Return all lines in the material below that contain "phase".

· · · · ·

// crates/pce-core/src/core/state.rs
// ============================================================================
// Module: PCE State Snapshot
// Description: Copy-on-write state snapshot with reserved keys and substates.
// Purpose: Provide the single persisted working set for the pipeline.
// Dependencies: serde, serde_json, crate::core
// ============================================================================

//! ## Overview
//! The state snapshot is a mapping from string keys to JSON-shaped values.
//! Reserved top-level keys carry typed substates (approval twin, assistant
//! memory, rover policy, trader strategy) plus bounded history rings. Only one
//! snapshot is live at any instant; components receive a copy and propose the
//! next snapshot through the serialized writer.

// ============================================================================
// SECTION: Imports
// ============================================================================

use std::collections::BTreeMap;

use serde::Deserialize;
use serde::Serialize;
use serde::de::DeserializeOwned;
use serde_json::Value;

use crate::core::identifiers::ApprovalId;
use crate::core::identifiers::SessionId;
use crate::core::time::Timestamp;

// ============================================================================
// SECTION: Constants
// ============================================================================

/// Reserved key for the approval + twin substate.
pub const KEY_PCE_OS: &str = "pce_os";
/// Reserved key for per-session assistant memory.
pub const KEY_ASSISTANT: &str = "assistant";
/// Reserved key for the rover policy and parameters.
pub const KEY_ROBOTICS: &str = "robotics";
/// Reserved key for trader strategy state.
pub const KEY_TRADER: &str = "trader";
/// Reserved key for the normalized event ring.
pub const KEY_EVENT_HISTORY: &str = "event_history";
/// Reserved key for the completed action ring.
pub const KEY_ACTION_HISTORY: &str = "action_history";
/// Reserved key for the coherence snapshot ring.
pub const KEY_CCI_HISTORY: &str = "cci_history";

/// Bounded capacity of the event history ring.
pub const EVENT_HISTORY_CAP: usize = 100;
/// Bounded capacity of the action history ring.
pub const ACTION_HISTORY_CAP: usize = 100;
/// Bounded capacity of the coherence history ring.
pub const CCI_HISTORY_CAP: usize = 100;

// ============================================================================
// SECTION: State Snapshot
// ============================================================================

/// Working-set state snapshot.
#[derive(Debug, Clone, PartialEq, Default, Serialize, Deserialize)]
#[serde(transparent)]
pub struct StateSnapshot {
    /// Key/value entries, including reserved substates.
    entries: BTreeMap<String, Value>,
}

impl StateSnapshot {
    /// Creates an empty snapshot.
    #[must_use]
    pub fn new() -> Self {
        Self::default()
    }

    /// Returns a raw entry by key.
    #[must_use]
    pub fn get(&self, key: &str) -> Option<&Value> {
        self.entries.get(key)
    }

    /// Inserts a raw entry.
    pub fn set(&mut self, key: impl Into<String>, value: Value) {
        self.entries.insert(key.into(), value);
    }

    /// Deserializes an entry into a typed value.
    ///
    /// Malformed entries read as `None`; downstream stages clamp and flag
    /// them rather than failing the merge.
    #[must_use]
    pub fn get_as<T: DeserializeOwned>(&self, key: &str) -> Option<T> {
        self.entries.get(key).and_then(|value| serde_json::from_value(value.clone()).ok())
    }

    /// Serializes a typed value into an entry.
    pub fn set_as<T: Serialize>(&mut self, key: impl Into<String>, value: &T) {
        self.entries.insert(key.into(), serde_json::to_value(value).unwrap_or(Value::Null));
    }

    /// Appends a value to a bounded ring entry, evicting the oldest overflow.
    pub fn push_ring(&mut self, key: &str, value: Value, cap: usize) {
        let ring = self.entries.entry(key.to_string()).or_insert_with(|| Value::Array(Vec::new()));
        if !ring.is_array() {
            *ring = Value::Array(Vec::new());
        }
        if let Value::Array(items) = ring {
            items.push(value);
            while items.len() > cap {
                items.remove(0);
            }
        }
    }

    /// Returns a bounded ring entry as a slice of values.
    #[must_use]
    pub fn ring(&self, key: &str) -> &[Value] {
        self.entries.get(key).and_then(Value::as_array).map_or(&[], Vec::as_slice)
    }

    /// Returns the approval + twin substate, defaulting when absent.
    #[must_use]
    pub fn pce_os(&self) -> PceOsState {
        self.get_as(KEY_PCE_OS).unwrap_or_default()
    }

    /// Writes the approval + twin substate.
    pub fn set_pce_os(&mut self, value: &PceOsState) {
        self.set_as(KEY_PCE_OS, value);
    }

    /// Returns the assistant substate, defaulting when absent.
    #[must_use]
    pub fn assistant(&self) -> AssistantState {
        self.get_as(KEY_ASSISTANT).unwrap_or_default()
    }

    /// Writes the assistant substate.
    pub fn set_assistant(&mut self, value: &AssistantState) {
        self.set_as(KEY_ASSISTANT, value);
    }

    /// Returns the robotics substate, defaulting when absent.
    #[must_use]
    pub fn robotics(&self) -> RoboticsState {
        self.get_as(KEY_ROBOTICS).unwrap_or_default()
    }

    /// Writes the robotics substate.
    pub fn set_robotics(&mut self, value: &RoboticsState) {
        self.set_as(KEY_ROBOTICS, value);
    }

    /// Returns the trader substate, defaulting when absent.
    #[must_use]
    pub fn trader(&self) -> TraderState {
        self.get_as(KEY_TRADER).unwrap_or_default()
    }

    /// Writes the trader substate.
    pub fn set_trader(&mut self, value: &TraderState) {
        self.set_as(KEY_TRADER, value);
    }
}

// ============================================================================
// SECTION: OS Substate
// ============================================================================

/// Approval + twin substate stored under `pce_os`.
#[derive(Debug, Clone, PartialEq, Default, Serialize, Deserialize)]
pub struct PceOsState {
    /// Robotics digital twin.
    #[serde(default)]
    pub twin: RoboticsTwin,
    /// Operational counters surfaced by the state endpoint.
    #[serde(default)]
    pub metrics: OsMetrics,
}

/// Operational counters maintained by the pipeline.
#[derive(Debug, Clone, PartialEq, Eq, Default, Serialize, Deserialize)]
pub struct OsMetrics {
    /// Events accepted by the validator.
    #[serde(default)]
    pub events_processed: u64,
    /// Actions executed by the orchestrator.
    #[serde(default)]
    pub actions_completed: u64,
    /// Approvals created by the gate.
    #[serde(default)]
    pub approvals_created: u64,
    /// Approvals moved to a terminal state.
    #[serde(default)]
    pub approvals_resolved: u64,
}

/// Persisted robotics digital twin.
#[derive(Debug, Clone, PartialEq, Serialize, Deserialize)]
pub struct RoboticsTwin {
    /// Project phase label.
    pub phase: String,
    /// Total budget granted to the project.
    pub budget_total: f64,
    /// Budget remaining after debits.
    pub budget_remaining: f64,
    /// Current risk posture label.
    pub risk_level: String,
    /// Bill-of-materials adjacency list keyed by component id.
    #[serde(default)]
    pub components: BTreeMap<String, ComponentNode>,
    /// Debited purchases in completion order.
    #[serde(default)]
    pub purchase_history: Vec<PurchaseEntry>,
    /// Operator-visible audit trail.
    #[serde(default)]
    pub audit_trail: Vec<AuditEntry>,
    /// Recorded test results.
    #[serde(default)]
    pub tests: Vec<TestRecord>,
    /// Recorded simulation summaries.
    #[serde(default)]
    pub simulations: Vec<Value>,
}

impl Default for RoboticsTwin {
    fn default() -> Self {
        Self {
            phase: "PLANNING".to_string(),
            budget_total: 0.0,
            budget_remaining: 0.0,
            risk_level: "LOW".to_string(),
            components: BTreeMap::new(),
            purchase_history: Vec::new(),
            audit_trail: Vec::new(),
            tests: Vec::new(),
            simulations: Vec::new(),
        }
    }
}

/// Bill-of-materials node stored as an adjacency entry.
#[derive(Debug, Clone, PartialEq, Serialize, Deserialize)]
pub struct ComponentNode {
    /// Component identifier.
    pub id: String,
    /// Human-readable name.
    pub name: String,
    /// Unit cost.
    pub cost: f64,
    /// Component ids this node depends on.
    #[serde(default)]
    pub depends_on: Vec<String>,
}

/// A single debited purchase.
#[derive(Debug, Clone, PartialEq, Serialize, Deserialize)]
pub struct PurchaseEntry {
    /// Purchased item label.
    pub item: String,
    /// Debited cost.
    pub cost: f64,
    /// Completion timestamp.
    pub ts: Timestamp,
    /// Approval that authorized the debit, when gated.
    #[serde(default, skip_serializing_if = "Option::is_none")]
    pub approval_id: Option<ApprovalId>,
}

/// Operator-visible audit line.
#[derive(Debug, Clone, PartialEq, Eq, Serialize, Deserialize)]
pub struct AuditEntry {
    /// Entry timestamp.
    pub ts: Timestamp,
    /// Short audit message.
    pub entry: String,
}

/// Recorded hardware or integration test result.
#[derive(Debug, Clone, PartialEq, Eq, Serialize, Deserialize)]
pub struct TestRecord {
    /// Test name.
    pub name: String,
    /// Whether the test passed.
    pub passed: bool,
    /// Recording timestamp.
    pub ts: Timestamp,
}

// ============================================================================
// SECTION: Assistant Substate
// ============================================================================

/// Per-session assistant memory plus bandit bookkeeping.
#[derive(Debug, Clone, PartialEq, Default, Serialize, Deserialize)]
pub struct AssistantState {
    /// Current exploration rate; seeded from config on first decision.
    #[serde(default, skip_serializing_if = "Option::is_none")]
    pub epsilon: Option<f64>,
    /// Bandit arm statistics keyed by profile label.
    #[serde(default)]
    pub arms: BTreeMap<String, ArmStats>,
    /// Per-session memory keyed by session id.
    #[serde(default)]
    pub sessions: BTreeMap<SessionId, SessionMemory>,
}

/// Running statistics for one bandit arm.
#[derive(Debug, Clone, PartialEq, Default, Serialize, Deserialize)]
pub struct ArmStats {
    /// Number of times the arm was selected.
    #[serde(default)]
    pub pulls: u64,
    /// Running mean of observed rewards.
    #[serde(default)]
    pub mean_reward: f64,
}

/// Adaptive memory for one session.
#[derive(Debug, Clone, PartialEq, Eq, Default, Serialize, Deserialize)]
pub struct SessionMemory {
    /// Positive-feedback notes, FIFO-bounded.
    #[serde(default)]
    pub preferences: Vec<String>,
    /// Negative-feedback notes, FIFO-bounded.
    #[serde(default)]
    pub avoid: Vec<String>,
    /// Profile used on the most recent turn, for bandit credit assignment.
    #[serde(default, skip_serializing_if = "Option::is_none")]
    pub last_profile: Option<String>,
}

// ============================================================================
// SECTION: Robotics Substate
// ============================================================================

/// Rover policy and runtime parameters stored under `robotics`.
#[derive(Debug, Clone, PartialEq, Default, Serialize, Deserialize)]
pub struct RoboticsState {
    /// Tabular rover policy.
    #[serde(default)]
    pub rover: RoverPolicy,
}

/// Tabular Q policy for the rover.
#[derive(Debug, Clone, PartialEq, Serialize, Deserialize)]
pub struct RoverPolicy {
    /// Q table keyed by discretized state, then action.
    #[serde(default)]
    pub q: BTreeMap<String, BTreeMap<String, f64>>,
    /// Current exploration rate.
    pub epsilon: f64,
    /// Whether the rover loop is running.
    #[serde(default)]
    pub running: bool,
    /// Last discretized state observed via telemetry.
    #[serde(default, skip_serializing_if = "Option::is_none")]
    pub last_state: Option<String>,
    /// Last action selected by the policy.
    #[serde(default, skip_serializing_if = "Option::is_none")]
    pub last_action: Option<String>,
    /// Episode statistics.
    #[serde(default)]
    pub stats: RoverStats,
}

impl Default for RoverPolicy {
    fn default() -> Self {
        Self {
            q: BTreeMap::new(),
            epsilon: 1.0,
            running: false,
            last_state: None,
            last_action: None,
            stats: RoverStats::default(),
        }
    }
}

/// Rover episode statistics.
#[derive(Debug, Clone, PartialEq, Default, Serialize, Deserialize)]
pub struct RoverStats {
    /// Completed episodes.
    #[serde(default)]
    pub episodes: u64,
    /// Cumulative reward across episodes.
    #[serde(default)]
    pub total_reward: f64,
    /// Most recent reward signal.
    #[serde(default)]
    pub last_reward: f64,
}

// ============================================================================
// SECTION: Trader Substate
// ============================================================================

/// Trader strategy state stored under `trader`.
#[derive(Debug, Clone, PartialEq, Serialize, Deserialize)]
pub struct TraderState {
    /// Macro regime bias label.
    pub macro_bias: String,
    /// Latest model signal in [-1, 1].
    pub model_signal: f64,
    /// Current exposure fraction of the book.
    pub exposure: f64,
    /// Guardrail ceiling on exposure.
    pub max_exposure: f64,
    /// Whether trading is halted by guardrails.
    #[serde(default)]
    pub halted: bool,
}

impl Default for TraderState {
    fn default() -> Self {
        Self {
            macro_bias: "neutral".to_string(),
            model_signal: 0.0,
            exposure: 0.0,
            max_exposure: 0.5,
            halted: false,
        }
    }
}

· · · · ·

## Result for this task
    /// Project phase label.
    pub phase: String,
            phase: "PLANNING".to_string(),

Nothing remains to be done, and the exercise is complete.